Mark Penn and Mark Halperin agree: Economic justice is bad politics

If Mark Penn and Mark Halperin are against it, his decision to endorse a millionaires' tax was obviously right

Published September 20, 2011 12:30PM (EDT)

Mark Penn and Mark Halperin
Mark Penn and Mark Halperin

Corporate CEO Mark Penn is very disappointed in Barack Obama for embracing "class warfare," a term rich people use when they are worried that someone will actually indulge the public's desire to see them pay more taxes. Penn, the head of cartoonishly evil P.R. firm Burson-Marsteller, wrote a little Huffington Post column warning the president that he will surely lose reelection if he "abandons" the "vital center."

This is how Penn's twisted idea of political causality:

But when Bill Clinton was facing the fight of his political life in his 1996 re-election, he got rid of all the class warfare language used by traditional Democrats, got behind welfare reform and the balanced budget, and supported a strong, activist government that spent and taxed less rather than more. As a result, Clinton trounced the Republican nominee and was the first Democrat to serve a full eight years since Roosevelt. And the country got behind the president.

Obama's team actually believes that in the last six months they have courted independent voters and that didn't work, so now they are turning to activating the base with higher taxes on the wealthy. However, he never made any meaningful appeal to those voters in terms they would understand. He supported extending the Bush tax cuts, temporarily zoomed up in the polls, and then promptly repudiated what he had done, only to then fall back down.

In Penn's world, Bill Clinton won reelection because of welfare reform, and Barack Obama's poll numbers have fallen not because of the unemployment rate, but because he announced that he supports allowing the Bush tax cuts to expire.

It should go without saying that there's no evidence that a "move to the center" led to Bill Clinton's reelection. This is basically magical thinking. Mark Penn does not understand politics very well, so I can understand why he explains events with imaginary stories about intangible "narrative" shifts, but the fact is that Bill Clinton won because incumbent presidents win when voters are satisfied with their personal financial situations.

Did the policy decisions Bill Clinton made after he "moved to the center" lead to the growth in per-capita disposable income that caused him to win reelection? If you think the answer is yes, that would be a proper argument to make about what Barack Obama should or shouldn't do. But Mark Penn doesn't have an answer to that question, because "what effects do specific policies have on real people" is not a question that concerns him.

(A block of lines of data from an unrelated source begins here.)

use crate::GraphStore;
use log::debug;
use ulid::Ulid;

pub const NO_NODES_TEXT: &str = "No nodes available";
pub const SELECT_NODE_TEXT: &str = "Select a node";

/// One entry of an endpoint drop-down
#[derive(Debug, Clone, PartialEq, Eq)]
pub struct SelectorOption {
    /// Shape handle, `None` for placeholders
    pub value: Option<Ulid>,
    pub text: String,
    pub disabled: bool,
}

impl SelectorOption {
    fn placeholder(text: &str, disabled: bool) -> Self {
        Self {
            value: None,
            text: text.to_string(),
            disabled,
        }
    }
}

/// Build the option list for one endpoint selector
///
/// Labels are offered alongside nodes.
pub fn endpoint_options(store: &GraphStore) -> Vec<SelectorOption> {
    if store.is_empty() {
        return vec![SelectorOption::placeholder(NO_NODES_TEXT, true)];
    }

    let mut options = Vec::with_capacity(store.shape_count() + 1);
    options.push(SelectorOption::placeholder(SELECT_NODE_TEXT, false));
    options.extend(store.shapes().map(|shape| SelectorOption {
        value: Some(shape.handle),
        text: shape.display_name(),
        disabled: false,
    }));
    options
}

/// Source and target drop-downs of the link form
#[derive(Debug, Clone, PartialEq, Eq)]
pub struct EndpointSelectors {
    source: Vec<SelectorOption>,
    target: Vec<SelectorOption>,
}

impl EndpointSelectors {
    /// Selectors for an empty store
    pub fn new() -> Self {
        Self::from_store(&GraphStore::new())
    }

    pub fn from_store(store: &GraphStore) -> Self {
        let options = endpoint_options(store);
        Self {
            source: options.clone(),
            target: options,
        }
    }

    /// Rebuild both lists from the current store contents
    pub fn refresh(&mut self, store: &GraphStore) {
        *self = Self::from_store(store);
        debug!("Endpoint selectors refreshed: {} options", self.source.len());
    }

    pub fn source_options(&self) -> &[SelectorOption] {
        &self.source
    }

    pub fn target_options(&self) -> &[SelectorOption] {
        &self.target
    }

    /// Text of the option holding `value`, if any
    pub fn option_text(&self, value: Option<Ulid>) -> Option<&str> {
        self.source
            .iter()
            .find(|opt| opt.value == value)
            .map(|opt| opt.text.as_str())
    }
}

impl Default for EndpointSelectors {
    fn default() -> Self {
        Self::new()
    }
}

Penn's conclusion is even more confused. He never once specifically explains what Obama has proposed that constitutes "class warfare," but he seems to be upset about Obama's decision to embrace Warren Buffett's suggestion that there be a millionaire's tax bracket. Here's what Penn would've done differently:

"The president could be out there with tax reform that promotes America's greatest asset -- the country's hard working and ever successful professionals -- and yet raises funds by closing the gap on taxes on capital. He could have tax reform that righted the balance between capital and wage income without opening up class warfare."

Wait, so, raising the capital gains tax isn't class warfare, even though the principle is exactly the same? And even though raising the capital gains tax is also considered "class warfare" by every Republican in the country? Right. OK.

Penn doesn't even understand campaigns, let alone policy. He is more responsible than perhaps any other individual for the fact that Hillary Clinton is not the president right now. (He didn't even know that Democrats don't have winner-take-all primaries.) Hillary Clinton, by the way, still owes Penn $289,010 for his work losing her the Democratic nomination for president -- she has, remarkably, been steadily paying him off instead of telling him to go hang himself.

His simplistic, childlike interpretation of politics is exactly what makes him the sort of thinker Mark Halperin really admires. That's why Halperin said Penn's silly column was "essential reading" at his Time blog.

HALPERIN'S TAKE:
Penn has few fans in Obama World, and this piece won't make him any new ones. It is notable that Penn highlights in particular the under noticed tax increase in Obamacare. More generally, his warning that Obama is going left when he should be going center finds support throughout much of the New Democratic realm.

Penn has few fans in any world, because he's an unpleasant hack whose only political skill is taking credit for other people's victories. But yes, Obama should definitely somehow go even centerer, that always works. I'm sure that with millions of people out of work while rich people continue to get richer every minute, voters will definitely reward a Democrat who refuses to argue that millionaires should pay their fair share.